BY: DAVID L. BLAYLOCK

“I hope you have not been leading a double life, pretending to be wicked and being really good all the time,” Mary Jane (Dunst) says as she glances into the dark abyss for her longtime friend Peter Parker (Maguire). She’s playing Cecily in an off-Broadway performance of The Importance of Being Earnest, and he’s supposed to be there as moral support, something he hasn’t been for years.

Superhero and mortal, Parker is the man living Oscar Wilde’s duplicity, the prince and the pauper, the unrequited and the boor, all rolled into one.

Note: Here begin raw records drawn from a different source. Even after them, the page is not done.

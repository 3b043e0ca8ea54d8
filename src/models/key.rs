//! Cohort keys for aggregation.
//!
//! A cohort is identified by an ordered tuple of categorical attribute
//! values. Keys derive their ordering from the values themselves, so
//! categories with equal aggregates keep a stable order regardless of the
//! order source tables were read.

use std::fmt;

use smallvec::SmallVec;

/// A categorical attribute that can participate in a grouping key
#[derive(Debug, Clone, Copy, PartialEq, Eq, Hash)]
pub enum KeyColumn {
    /// Survey year (ANO4)
    Year,
    /// Collection quarter (TRIMESTRE)
    Quarter,
    /// Region code (REGION)
    Region,
    /// Geographic cluster code (AGLOMERADO)
    Cluster,
    /// Sex code (CH04)
    Sex,
    /// Age in years (CH06)
    Age,
    /// Activity status code (ESTADO)
    ActivityStatus,
    /// Education level code (NIVEL_ED)
    EducationLevel,
    /// Occupation / activity-sector code (PP04B_COD)
    ActivityCode,
}

impl KeyColumn {
    /// Canonical column label for this key, as used in source tables
    /// and in exported output headers.
    #[must_use]
    pub const fn label(&self) -> &'static str {
        match self {
            Self::Year => "ANO4",
            Self::Quarter => "TRIMESTRE",
            Self::Region => "REGION",
            Self::Cluster => "AGLOMERADO",
            Self::Sex => "CH04",
            Self::Age => "CH06",
            Self::ActivityStatus => "ESTADO",
            Self::EducationLevel => "NIVEL_ED",
            Self::ActivityCode => "PP04B_COD",
        }
    }
}

/// One component of a cohort key
#[derive(Debug, Clone, PartialEq, Eq, PartialOrd, Ord, Hash)]
pub enum KeyValue {
    /// Numeric category (year, quarter, sex code, education level, ...)
    Int(i64),
    /// Textual category (occupation codes, kept as text to preserve
    /// leading zeros)
    Str(String),
}

impl fmt::Display for KeyValue {
    fn fmt(&self, f: &mut fmt::Formatter<'_>) -> fmt::Result {
        match self {
            Self::Int(v) => write!(f, "{v}"),
            Self::Str(v) => write!(f, "{v}"),
        }
    }
}

impl From<i64> for KeyValue {
    fn from(v: i64) -> Self {
        Self::Int(v)
    }
}

impl From<&str> for KeyValue {
    fn from(v: &str) -> Self {
        Self::Str(v.to_string())
    }
}

/// An ordered tuple of categorical values identifying one aggregation bucket.
///
/// Grouping keys rarely exceed three components (period plus one category),
/// so the tuple lives inline.
pub type CohortKey = SmallVec<[KeyValue; 4]>;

He’s no Bruce Wayne, handsome millionaire by day, dashing masked hero at night -- Peter’s lucky if he makes enough delivering pizzas to pay for his one room hovel in lower Manhattan. His status in life leaves him depressed as he walks in his street clothes before donning his webbed costume.  The advertisements for Spider-Man 2 promise a new nemesis, but what the film really delivers is the same old neurosis.

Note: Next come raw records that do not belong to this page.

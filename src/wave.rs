//! Wave loading: delimited sources -> one wave-level table.
//!
//! Each collection wave is a set of delimited text files. Every source is
//! parsed as an all-Utf8 arrow table (the header line supplies the raw
//! labels), conformed through the schema contract, converted into typed
//! records with lossy numeric coercion, and filtered. Sources failing the
//! contract or unreadable are skipped and counted; the surviving records of
//! all sources are concatenated. Source files are independent, so they are
//! read in parallel; concatenation order is irrelevant because aggregation
//! is order-independent.

use std::fs;
use std::io::{Cursor, Read};
use std::path::PathBuf;
use std::sync::Arc;

use arrow::array::{Array, StringArray};
use arrow::csv::ReaderBuilder;
use arrow::datatypes::{DataType, Field, Schema};
use arrow::record_batch::RecordBatch;
use rayon::prelude::*;

use crate::config::WaveConfig;
use crate::error::{PipelineError, Result};
use crate::models::{KeyColumn, SurveyRecord, WaveTable};
use crate::schema::conform_batch;

/// Read all sources of one wave and concatenate the surviving records.
///
/// Sources that fail the schema contract or cannot be read are skipped with
/// a warning and counted in the returned table; they never abort the wave.
///
/// # Errors
/// `EmptyWave` when zero rows survive across all sources. The caller
/// decides whether that is fatal (the indicator drivers skip the wave).
pub fn load_wave(wave: &str, paths: &[PathBuf], config: &WaveConfig) -> Result<WaveTable> {
    let results: Vec<(String, Result<Vec<SurveyRecord>>)> = paths
        .par_iter()
        .map(|path| {
            let name = path.display().to_string();
            let records = fs::read_to_string(path)
                .map_err(PipelineError::from)
                .and_then(|content| read_source(content.as_bytes(), &name, config));
            (name, records)
        })
        .collect();

    let mut records = Vec::new();
    let mut skipped_sources = 0;
    for (name, result) in results {
        match result {
            Ok(rows) => {
                log::debug!("source '{name}': {} usable rows", rows.len());
                records.extend(rows);
            }
            Err(error) => {
                log::warn!("wave '{wave}': skipping source '{name}': {error}");
                skipped_sources += 1;
            }
        }
    }

    if records.is_empty() {
        return Err(PipelineError::EmptyWave {
            wave: wave.to_string(),
        });
    }

    Ok(WaveTable {
        wave: wave.to_string(),
        records,
        skipped_sources,
    })
}

/// Read one delimited source into typed, filtered records.
///
/// # Errors
/// `SchemaMismatch`/`DuplicateColumn` from the contract check, or an arrow
/// error when the content is not parseable as delimited text.
pub fn read_source<R: Read>(
    mut reader: R,
    source_name: &str,
    config: &WaveConfig,
) -> Result<Vec<SurveyRecord>> {
    let mut content = String::new();
    reader.read_to_string(&mut content)?;
    let content = content.trim_start_matches('\u{feff}');
    if content.trim().is_empty() {
        return Ok(Vec::new());
    }

    let mut records = Vec::new();
    for batch in parse_batches(content, config)? {
        let conformed = conform_batch(source_name, &batch, &config.renames, &config.required)?;
        records.extend(
            records_from_batch(&conformed)
                .into_iter()
                .filter(|record| config.filters.iter().all(|f| f.matches(record))),
        );
    }
    Ok(records)
}

/// Parse delimited text into all-Utf8 record batches. The header line
/// supplies the raw column labels; values stay text until coercion.
fn parse_batches(content: &str, config: &WaveConfig) -> Result<Vec<RecordBatch>> {
    let Some(header) = content.lines().next() else {
        return Ok(Vec::new());
    };
    let fields: Vec<Field> = header
        .split(config.delimiter as char)
        .map(|label| Field::new(label.trim().trim_matches('"'), DataType::Utf8, true))
        .collect();
    let schema = Arc::new(Schema::new(fields));

    let cursor = Cursor::new(content.as_bytes());
    let reader = ReaderBuilder::new(schema)
        .with_header(true)
        .with_batch_size(config.batch_size)
        .with_delimiter(config.delimiter)
        .build(cursor)?;

    let mut batches = Vec::new();
    for batch in reader {
        batches.push(batch?);
    }
    Ok(batches)
}

/// Convert a conformed all-Utf8 batch into typed records.
///
/// Numeric coercion is lossy by contract: non-parseable values become the
/// explicit missing marker (`None`), never an error. Integer codes that a
/// wave encoded as floats (`"7.0"`) coerce to their integer value.
fn records_from_batch(batch: &RecordBatch) -> Vec<SurveyRecord> {
    let year = string_column(batch, KeyColumn::Year.label());
    let quarter = string_column(batch, KeyColumn::Quarter.label());
    let region = string_column(batch, KeyColumn::Region.label());
    let cluster = string_column(batch, KeyColumn::Cluster.label());
    let sex = string_column(batch, KeyColumn::Sex.label());
    let age = string_column(batch, KeyColumn::Age.label());
    let activity_status = string_column(batch, KeyColumn::ActivityStatus.label());
    let education_level = string_column(batch, KeyColumn::EducationLevel.label());
    let activity_code = string_column(batch, KeyColumn::ActivityCode.label());
    let income = string_column(batch, "P47T");
    let weight = string_column(batch, "PONDERA");

    (0..batch.num_rows())
        .map(|row| SurveyRecord {
            year: cell(year, row).and_then(parse_int_lossy),
            quarter: cell(quarter, row)
                .and_then(parse_int_lossy)
                .and_then(|q: i32| u8::try_from(q).ok()),
            region: cell(region, row).and_then(parse_int_lossy),
            cluster: cell(cluster, row).and_then(parse_int_lossy),
            sex: cell(sex, row).and_then(parse_int_lossy),
            age: cell(age, row).and_then(parse_int_lossy),
            activity_status: cell(activity_status, row).and_then(parse_int_lossy),
            education_level: cell(education_level, row).and_then(parse_int_lossy),
            activity_code: cell(activity_code, row).map(str::to_string),
            income: cell(income, row).and_then(parse_f64_lossy),
            weight: cell(weight, row).and_then(parse_f64_lossy),
        })
        .collect()
}

fn string_column<'a>(batch: &'a RecordBatch, label: &str) -> Option<&'a StringArray> {
    batch
        .column_by_name(label)?
        .as_any()
        .downcast_ref::<StringArray>()
}

fn cell<'a>(column: Option<&'a StringArray>, row: usize) -> Option<&'a str> {
    let array = column?;
    if array.is_null(row) {
        return None;
    }
    let value = array.value(row).trim();
    if value.is_empty() { None } else { Some(value) }
}

fn parse_f64_lossy(value: &str) -> Option<f64> {
    value.parse::<f64>().ok().filter(|v| v.is_finite())
}

#[allow(clippy::cast_possible_truncation)]
fn parse_int_lossy(value: &str) -> Option<i32> {
    if let Ok(v) = value.parse::<i32>() {
        return Some(v);
    }
    // Some waves encode integer codes as floats ("7.0")
    let v = value.parse::<f64>().ok()?;
    if v.is_finite() && v.fract() == 0.0 && (f64::from(i32::MIN)..=f64::from(i32::MAX)).contains(&v)
    {
        Some(v as i32)
    } else {
        None
    }
}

But even as the self-import becomes deadweight on Sam Raimi’s otherwise spry sequel, Spider-Man 2 delivers more for the willing filmgoer than most of the recent offerings in the spate of comic films of late. Short of hitting the same dramatic cues found in X-Men and X2, where the depth didn’t feel as overbearing, Spider-Man 2 delivers the type of well-worn storytelling that has made this a successful literary franchise for nearly a half-century. With a character so compelling -- regardless of his more whiny (or worse, the other characters’ tragically omniscient) moments, I desperately wanted to keep discovering the ways Raimi, writers Alvin Sargent and Michael Chabon, and, especially, star Tobey Maguire dealt with the contrivances of the character.

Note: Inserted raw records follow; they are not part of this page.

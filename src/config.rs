//! Configuration for wave loading and cohort selection.

use rustc_hash::FxHashMap;

use crate::filter::RecordFilter;
use crate::models::KeyColumn;

/// Default batch size when parsing delimited sources
pub const DEFAULT_BATCH_SIZE: usize = 16384;

/// Configuration for loading the sources of one wave
#[derive(Debug, Clone)]
pub struct WaveConfig {
    /// Canonical labels every source must provide (after normalization
    /// and renaming); sources missing any of them are skipped
    pub required: Vec<String>,
    /// Map from normalized raw label to canonical replacement, for waves
    /// whose weight column name differs (e.g. `PONDIIO` -> `PONDERA`)
    pub renames: FxHashMap<String, String>,
    /// Field delimiter of the source files
    pub delimiter: u8,
    /// Row predicates applied as a conjunction while loading
    pub filters: Vec<RecordFilter>,
    /// Rows per parse batch
    pub batch_size: usize,
}

impl Default for WaveConfig {
    fn default() -> Self {
        Self {
            required: Vec::new(),
            renames: FxHashMap::default(),
            delimiter: b';',
            filters: Vec::new(),
            batch_size: DEFAULT_BATCH_SIZE,
        }
    }
}

impl WaveConfig {
    /// Config requiring the given canonical columns
    #[must_use]
    pub fn with_required<I, S>(columns: I) -> Self
    where
        I: IntoIterator<Item = S>,
        S: Into<String>,
    {
        Self {
            required: columns.into_iter().map(Into::into).collect(),
            ..Self::default()
        }
    }

    /// Add a rename from a normalized raw label to its canonical form
    #[must_use]
    pub fn rename(mut self, raw: &str, canonical: &str) -> Self {
        self.renames.insert(raw.to_string(), canonical.to_string());
        self
    }

    /// Add a row predicate
    #[must_use]
    pub fn filter(mut self, filter: RecordFilter) -> Self {
        self.filters.push(filter);
        self
    }
}

/// Demographic/geographic scope shared by the indicator drivers.
///
/// Mirrors the parameters the analysis scripts hard-code: a single region,
/// or a set of geographic clusters, and a minimum age.
#[derive(Debug, Clone, Default)]
pub struct CohortSelection {
    /// Restrict to one region code
    pub region: Option<i32>,
    /// Restrict to a set of geographic cluster codes
    pub clusters: Vec<i32>,
    /// Minimum age (inclusive)
    pub min_age: Option<i32>,
}

impl CohortSelection {
    /// Row predicates equivalent to this selection
    #[must_use]
    pub fn filters(&self) -> Vec<RecordFilter> {
        let mut filters = Vec::new();
        if let Some(region) = self.region {
            filters.push(RecordFilter::RegionEq(region));
        }
        if !self.clusters.is_empty() {
            filters.push(RecordFilter::ClusterIn(self.clusters.clone()));
        }
        if let Some(min_age) = self.min_age {
            filters.push(RecordFilter::MinAge(min_age));
        }
        filters
    }

    /// Geographic key columns this selection depends on; the indicator
    /// drivers add their canonical labels to the required set so that a
    /// source unable to support the filter is skipped, not silently kept.
    #[must_use]
    pub fn required_columns(&self) -> Vec<KeyColumn> {
        let mut columns = Vec::new();
        if self.region.is_some() {
            columns.push(KeyColumn::Region);
        }
        if !self.clusters.is_empty() {
            columns.push(KeyColumn::Cluster);
        }
        if self.min_age.is_some() {
            columns.push(KeyColumn::Age);
        }
        columns
    }
}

The previous film concluded with the payoff of self-denial and its resonance was heartbreaking. While Spider-Man 2 falls short of hitting the same perfect notes for its own conclusion, it does ride this level of dejection for nearly 2 hours with only the occasional and very welcome hints of Raimi-style comedy (the best being his Content Peter Parker montage set to “Raindrops Keep Fallin’ on My Head”). This isn’t quite B-movie material -- which is Raimi’s forte -- but the filmmakers’ decision to play this film almost exhaustingly straight is both grueling and compelling.

The headway made with the character -- short of that from the Lee-Ditko source material -- comes from a pedigree of writing that shouldn’t be overlooked. Though Chabon is certainly the most recognizable name in the opening credits -- with a very worthy companion in his novel Wonder Boys and its young character dealing with an inability to coalesce his many personalities -- the plume seems most clearly dependent on the hand of Sargent. Two decades have passed since he won an Oscar for Ordinary People, but his impression of the struggle with early-adulthood masculinity still can be seen in much of today’s cynical bildungsroman works, ranging from Wonder Boys to The Ice Storm to The Cider House Rules (all, coincidence or not, starring Tobey Maguire in their film adaptations).

Sargent’s Peter Parker is an wonderfully constructed character -- the way he speaks (immeasurably enhanced by Maguire’s dopey, slightly effeminate voice) has a ring of melancholy, the inner desperation coiling around the words he uses to convince the rest of the world (and, to some extent, himself) that he’s happy. More opaque than the mask he wears when saving damsels in distress, this is his real disguise.